On a side note, a be-lated Merry Christmas to all of those who follow the Julian Calendar, as their Christmas was on January 7. I hope it was a joyous day!
The year 2013 marks a new beginning for me. I am starting to turn over a new leaf in my life and I have already made quite a few changes. It may be the first year that I have actually started a resolution worth holding myself to. I also have started to recycle some old traditions from my childhood, a childhood that I appreciate more and more as I get older.
You see, I was fortunate enough during my youth to have parents that were not too strict. I mean this in the sense that, not only did they give me free reign in choosing my extra-curricular activities as a kid, but they also did not bombard me with limitations that I would consider to be overprotective. I noticed growing up that many parents, some who knew better and some who did not, forgot to treat their disabled child as if they were any other kid down the street, at school, or on the basketball court. In my case, and despite the small fear in their hearts, my parents let me run wild and experience the world for what it is-a playground waiting to be explored.

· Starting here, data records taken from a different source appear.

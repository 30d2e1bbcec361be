//! Retry policy: maps error class to a retry decision with full-jitter
//! exponential backoff (spec.md §4.10). Generalizes the teacher's fixed
//! exponential-backoff retry loop (`resilience/retry.rs`) from a single
//! multiplier/delay pair applied uniformly to every error, to a policy
//! keyed on the closed [`ErrorClass`] set with randomized delay.

use rand::Rng;
use roboppi_common::ErrorClass;
use std::time::Duration;

#[derive(Debug, Clone, Copy)]
pub struct RetryConfig {
    pub base_delay: Duration,
    pub max_delay: Duration,
}

impl Default for RetryConfig {
    fn default() -> Self {
        Self {
            base_delay: Duration::from_millis(200),
            max_delay: Duration::from_secs(30),
        }
    }
}

#[derive(Debug, Clone, Copy, PartialEq)]
pub enum RetryDecision {
    Retry { delay: Duration },
    GiveUp,
}

/// spec.md §4.10: retryable classes (transient, rate-limit, network,
/// service) retry iff `attempt_index < max_attempts - 1`, with delay
/// drawn uniformly from `[0, min(max_delay, base_delay * 2^attempt_index))`
/// (full-jitter). Non-retryable classes, including fatal, never retry.
pub fn decide(
    config: &RetryConfig,
    class: ErrorClass,
    attempt_index: u32,
    max_attempts: u32,
) -> RetryDecision {
    if !class.is_retryable() {
        return RetryDecision::GiveUp;
    }
    if attempt_index + 1 >= max_attempts {
        return RetryDecision::GiveUp;
    }

    let exp = config.base_delay.saturating_mul(1u32.checked_shl(attempt_index).unwrap_or(u32::MAX));
    let bound = exp.min(config.max_delay);
    let jittered = if bound.is_zero() {
        Duration::ZERO
    } else {
        let millis = rand::thread_rng().gen_range(0..=bound.as_millis().max(1) as u64);
        Duration::from_millis(millis)
    };
    RetryDecision::Retry { delay: jittered }
}

#[cfg(test)]
mod tests {
    #![allow(clippy::unwrap_used)]
    use super::*;

    #[test]
    fn non_retryable_gives_up_immediately() {
        let decision = decide(&RetryConfig::default(), ErrorClass::NonRetryable, 0, 5);
        assert_eq!(decision, RetryDecision::GiveUp);
    }

    #[test]
    fn fatal_gives_up_immediately() {
        let decision = decide(&RetryConfig::default(), ErrorClass::Fatal, 0, 5);
        assert_eq!(decision, RetryDecision::GiveUp);
    }

    #[test]
    fn retryable_gives_up_once_attempts_exhausted() {
        let decision = decide(&RetryConfig::default(), ErrorClass::RetryableNetwork, 4, 5);
        assert_eq!(decision, RetryDecision::GiveUp);
    }

    #[test]
    fn retryable_retries_within_budget() {
        let decision = decide(&RetryConfig::default(), ErrorClass::RetryableTransient, 0, 5);
        match decision {
            RetryDecision::Retry { delay } => assert!(delay <= Duration::from_millis(200)),
            RetryDecision::GiveUp => panic!("expected a retry decision"),
        }
    }

    #[test]
    fn delay_is_bounded_by_max_delay() {
        let config = RetryConfig {
            base_delay: Duration::from_secs(1),
            max_delay: Duration::from_secs(2),
        };
        let decision = decide(&config, ErrorClass::RetryableService, 10, 20);
        match decision {
            RetryDecision::Retry { delay } => assert!(delay <= Duration::from_secs(2)),
            RetryDecision::GiveUp => panic!("expected a retry decision"),
        }
    }
}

I was not even ten years old before I began to push my chair across the city of Augusta. From jay-walking to riding straight down the hilly city roads, I travelled anywhere I wanted to go in my wheelchair within reason. It may seem difficult, but, in the end, pushing is just like walking. However, the downward slopes were much faster and easier on four wheels than on foot. That much can be promised. Gravity was my friend nearly half of the time. The other half was, of course, a lot more trying on my physical strength.

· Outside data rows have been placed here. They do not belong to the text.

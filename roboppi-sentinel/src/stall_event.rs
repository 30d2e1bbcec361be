//! The `roboppi.sentinel.stall.v1` artifact (spec.md §4.12, §6): written
//! exactly once per trigger under the `interrupt` action, atomically
//! replaced so a concurrent reader never observes a half-written file.

use crate::error::{SentinelError, SentinelResult};
use chrono::{DateTime, Utc};
use serde::{Deserialize, Serialize};
use std::path::Path;

#[derive(Debug, Clone, Serialize, Deserialize)]
pub struct StallEvent {
    pub schema: String,
    pub step_id: String,
    pub triggered_at: DateTime<Utc>,
    pub action: String,
    /// Short machine-checkable tags, e.g. `stall/no-output`,
    /// `stall/no-initial-output`, `stall/no-progress`.
    pub fingerprints: Vec<String>,
    pub reasons: Vec<String>,
}

impl StallEvent {
    pub fn new(step_id: impl Into<String>, action: impl Into<String>) -> Self {
        Self {
            schema: "roboppi.sentinel.stall.v1".to_string(),
            step_id: step_id.into(),
            triggered_at: Utc::now(),
            action: action.into(),
            fingerprints: Vec::new(),
            reasons: Vec::new(),
        }
    }

    pub fn with_fingerprint(mut self, fingerprint: impl Into<String>) -> Self {
        self.fingerprints.push(fingerprint.into());
        self
    }

    pub fn with_reason(mut self, reason: impl Into<String>) -> Self {
        self.reasons.push(reason.into());
        self
    }

    /// Writes `<dir>/_stall/event.json` via write-to-temp-then-rename.
    pub async fn write_to(&self, step_dir: &Path) -> SentinelResult<()> {
        let stall_dir = step_dir.join("_stall");
        tokio::fs::create_dir_all(&stall_dir)
            .await
            .map_err(|source| SentinelError::ArtifactWrite {
                path: stall_dir.display().to_string(),
                source,
            })?;

        let final_path = stall_dir.join("event.json");
        let tmp_path = stall_dir.join("event.json.tmp");
        let body = serde_json::to_vec_pretty(self).expect("StallEvent always serializes");

        tokio::fs::write(&tmp_path, &body)
            .await
            .map_err(|source| SentinelError::ArtifactWrite {
                path: tmp_path.display().to_string(),
                source,
            })?;
        tokio::fs::rename(&tmp_path, &final_path)
            .await
            .map_err(|source| SentinelError::ArtifactWrite {
                path: final_path.display().to_string(),
                source,
            })?;
        Ok(())
    }
}

/// One line of `_stall/probe.jsonl`: the raw classification from a single
/// no-progress probe invocation, appended for diagnostics.
#[derive(Debug, Clone, Serialize, Deserialize)]
pub struct ProbeRecord {
    pub observed_at: DateTime<Utc>,
    pub class: String,
    pub digest: u64,
    pub consecutive_count: u32,
}

impl ProbeRecord {
    /// Appends a single JSON line to `<dir>/_stall/probe.jsonl`.
    pub async fn append_to(&self, step_dir: &Path) -> SentinelResult<()> {
        use tokio::io::AsyncWriteExt;

        let stall_dir = step_dir.join("_stall");
        tokio::fs::create_dir_all(&stall_dir)
            .await
            .map_err(|source| SentinelError::ArtifactWrite {
                path: stall_dir.display().to_string(),
                source,
            })?;

        let path = stall_dir.join("probe.jsonl");
        let mut line = serde_json::to_vec(self).expect("ProbeRecord always serializes");
        line.push(b'\n');

        let mut file = tokio::fs::OpenOptions::new()
            .create(true)
            .append(true)
            .open(&path)
            .await
            .map_err(|source| SentinelError::ArtifactWrite {
                path: path.display().to_string(),
                source,
            })?;
        file.write_all(&line)
            .await
            .map_err(|source| SentinelError::ArtifactWrite {
                path: path.display().to_string(),
                source,
            })?;
        Ok(())
    }
}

I say that gravity was often my friend, but there was some work involved. Cruising down a hill sounds easy, but at the same time can be quite dangerous in a wheelchair, unless you learn to use your brakes. And what are your brakes? Well, your brakes are your hands. Wheelchairs do come with brakes, if you ask for them, upon ordering a new chair. Standard hospital chairs and normal medical equipment will most likely come with brakes, as they are required for safety. However, brakes on a wheelchair are not usually meant for slowing down. They keep your chair in place for when you want to transfer out of it onto another seat or into a car, or if you just want to sit still and the floor has a slight lean to it. Using brakes like those on a hill will most likely get someone seriously injured. It will cause you to either stop too fast or not fast enough. In the end, hands are much more reliable. I cannot say that I ever tried to stop with the brakes on my chair, but then again I never had to worry about an alternative. Plus, doing a wheelie is one of the best ways to slow down while descending anything-be it a hill, stairs, or sidewalk granite-and that cannot be achieved successfully, or should I say long enough, without your hands on the wheels at all times.

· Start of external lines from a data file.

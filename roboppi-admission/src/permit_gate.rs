//! Permit gate: composes the execution budget, circuit breaker registry,
//! and backpressure controller into a single `request_permit` entry
//! point (spec.md §4.4).

use crate::backpressure::{BackpressureController, BackpressureLevel};
use crate::breaker_registry::CircuitBreakerRegistry;
use crate::budget::{BudgetRejection, ExecutionBudget};
use chrono::{Duration as ChronoDuration, Utc};
use dashmap::DashMap;
use roboppi_common::{CancelHandle, CancelReason, GrantedTokens, Job, Permit, PermitId, Rejection};
use std::sync::Arc;
use tokio::task::JoinHandle;
use tracing::{debug, warn};

struct ActiveEntry {
    permit: Permit,
    deadline_timer: JoinHandle<()>,
}

/// The permit gate (spec.md §4.4). Owns the active-permit set and
/// schedules each permit's deadline timer.
pub struct PermitGate {
    budget: Arc<ExecutionBudget>,
    breakers: Arc<CircuitBreakerRegistry>,
    backpressure: Arc<BackpressureController>,
    active: Arc<DashMap<PermitId, ActiveEntry>>,
    load_signal: Arc<dyn Fn() -> f64 + Send + Sync>,
}

impl PermitGate {
    pub fn new(
        budget: Arc<ExecutionBudget>,
        breakers: Arc<CircuitBreakerRegistry>,
        backpressure: Arc<BackpressureController>,
        load_signal: Arc<dyn Fn() -> f64 + Send + Sync>,
    ) -> Self {
        Self {
            budget,
            breakers,
            backpressure,
            active: Arc::new(DashMap::new()),
            load_signal,
        }
    }

    /// spec.md §4.4 `requestPermit`.
    pub fn request_permit(&self, job: &Job, attempt_index: u32) -> Result<Permit, Rejection> {
        match self.backpressure.classify((self.load_signal)()) {
            BackpressureLevel::Reject => return Err(Rejection::GlobalShed),
            BackpressureLevel::Defer => return Err(Rejection::Deferred),
            BackpressureLevel::Degrade => debug!(job_id = %job.id, "admitting in degraded mode"),
            BackpressureLevel::Normal => {}
        }

        // Re-read the breaker snapshot fresh on every call, including
        // retries (spec.md §9's open-question resolution — never cache
        // a prior attempt's snapshot).
        let snapshot = self.breakers.snapshot();
        for (provider, state) in &snapshot {
            if *state == roboppi_common::BreakerState::Open {
                return Err(Rejection::CircuitOpen {
                    provider: provider.clone(),
                });
            }
        }

        self.budget
            .can_issue(attempt_index, job.limits.max_attempts, job.limits.cost_hint)
            .map_err(budget_rejection_to_wire)?;

        let cancel = CancelHandle::new();
        let deadline = Utc::now()
            + ChronoDuration::from_std(job.limits.timeout).unwrap_or(ChronoDuration::seconds(0));
        let permit = Permit {
            id: PermitId::new(),
            job_id: job.id,
            attempt_index,
            deadline,
            tokens: GrantedTokens::new(job.limits.cost_hint),
            breaker_snapshot: snapshot,
            cancel: cancel.clone(),
        };

        if !self
            .budget
            .consume(attempt_index, job.limits.max_attempts, job.limits.cost_hint)
        {
            return Err(Rejection::RateLimit);
        }

        let permit_id = permit.id;
        let active = Arc::clone(&self.active);
        let cost_hint = job.limits.cost_hint;
        let budget = Arc::clone(&self.budget);
        let timer_cancel = cancel.clone();
        let timer_delay = job.limits.timeout;
        let deadline_timer = tokio::spawn(async move {
            tokio::time::sleep(timer_delay).await;
            if active.remove(&permit_id).is_some() {
                warn!(%permit_id, "permit deadline fired, revoking");
                timer_cancel.fire(CancelReason::Deadline);
                budget.release(cost_hint);
            }
        });

        self.active.insert(
            permit_id,
            ActiveEntry {
                permit: permit.clone(),
                deadline_timer,
            },
        );
        Ok(permit)
    }

    /// spec.md §4.4 `revokePermit`. Idempotent.
    pub fn revoke_permit(&self, id: PermitId, reason: CancelReason) {
        if let Some((_, entry)) = self.active.remove(&id) {
            entry.deadline_timer.abort();
            entry.permit.cancel.fire(reason);
            self.budget.release(entry.permit.tokens.cost);
        }
    }

    /// spec.md §4.4 `completePermit`: like revoke, but without firing the
    /// cancellation handle — signals normal termination.
    pub fn complete_permit(&self, id: PermitId) {
        if let Some((_, entry)) = self.active.remove(&id) {
            entry.deadline_timer.abort();
            self.budget.release(entry.permit.tokens.cost);
        }
    }

    /// spec.md §4.4 `dispose`: clear all timers and cancel every still
    /// active permit.
    pub fn dispose(&self) {
        let ids: Vec<PermitId> = self.active.iter().map(|e| *e.key()).collect();
        for id in ids {
            self.revoke_permit(id, CancelReason::Other("gate-disposed".to_string()));
        }
    }

    pub fn active_count(&self) -> usize {
        self.active.len()
    }
}

fn budget_rejection_to_wire(r: BudgetRejection) -> Rejection {
    Rejection::from(r)
}

#[cfg(test)]
mod tests {
    #![allow(clippy::unwrap_used)]

    use super::*;
    use crate::backpressure::BackpressureThresholds;
    use roboppi_common::{JobKind, JobLimits, Priority, PriorityClass};
    use std::time::Duration as StdDuration;

    fn gate() -> PermitGate {
        PermitGate::new(
            Arc::new(ExecutionBudget::new(crate::budget::BudgetLimits {
                max_concurrency: 4,
                max_rps: 4,
                max_cost_budget: None,
            })),
            Arc::new(CircuitBreakerRegistry::new(3, StdDuration::from_secs(30))),
            Arc::new(
                BackpressureController::new(BackpressureThresholds {
                    degrade: 0.5,
                    defer: 0.75,
                    reject: 0.9,
                })
                .unwrap(),
            ),
            Arc::new(|| 0.0),
        )
    }

    fn job() -> Job {
        Job::new(
            JobKind::WorkerTask,
            Priority {
                value: 0,
                class: PriorityClass::Interactive,
            },
            serde_json::json!({}),
            JobLimits {
                timeout: StdDuration::from_secs(60),
                max_attempts: 3,
                cost_hint: None,
            },
        )
    }

    #[tokio::test]
    async fn grants_permit_under_normal_load() {
        let gate = gate();
        let permit = gate.request_permit(&job(), 0).unwrap();
        assert_eq!(gate.active_count(), 1);
        gate.complete_permit(permit.id);
        assert_eq!(gate.active_count(), 0);
    }

    #[tokio::test]
    async fn rejects_when_circuit_open() {
        let gate = gate();
        gate.breakers.record_failure("p1");
        gate.breakers.record_failure("p1");
        gate.breakers.record_failure("p1");
        let err = gate.request_permit(&job(), 0).unwrap_err();
        assert!(matches!(err, Rejection::CircuitOpen { .. }));
    }

    #[tokio::test]
    async fn revoke_fires_cancellation_and_releases_budget() {
        let gate = gate();
        let permit = gate.request_permit(&job(), 0).unwrap();
        let cancel = permit.cancel.clone();
        gate.revoke_permit(permit.id, CancelReason::User);
        assert!(cancel.is_aborted());
        assert_eq!(gate.budget.active_slots(), 0);
    }

    #[tokio::test]
    async fn attempts_exhausted_is_rejected() {
        let gate = gate();
        let err = gate.request_permit(&job(), 3).unwrap_err();
        assert_eq!(err.wire_code(), "budget-exhausted");
    }
}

The only problems I ever had while braking with my hands were either when it was incredibly hot outside or when it was precipitating. When it is too hot, your hands will heat up quickly from the metal of your push-rims and force you to let go periodically, which in turn allows you to gain speed. As funny as it sounds, you learn to pump your hands against the push-rim, just like pumping the brakes of your car. It works perfectly and your hands stay cool enough to get to the bottom of the hill. When it rains or snows, your push-rims will become obviously very slippery, and you are forced to grip them as tightly as you can. Every now and then, when I had decided to be a bit lazy, I have lost my grip and gone flying onto the asphalt or into nearby puddles. You live; you learn. On a personal note, I would rather burn my hands a little than take a digger into the street any day of the week!
Even though I preferred to stay on all four wheels, or two, if you count a wheelie, I did not mind the anxious feeling I got, when I suddenly would lose control of my chair. It reminded me of what living is all about. I made mistakes and, excuse me for the cliché, but I hit a bump in the road every once in a while. For the sake of humor, I think that sometimes life can become a little boring without moments like these...As you can see, as I said before, I was allowed to act with all of the freedom to make these sorts of mistakes. I was, in my mind, an average kid.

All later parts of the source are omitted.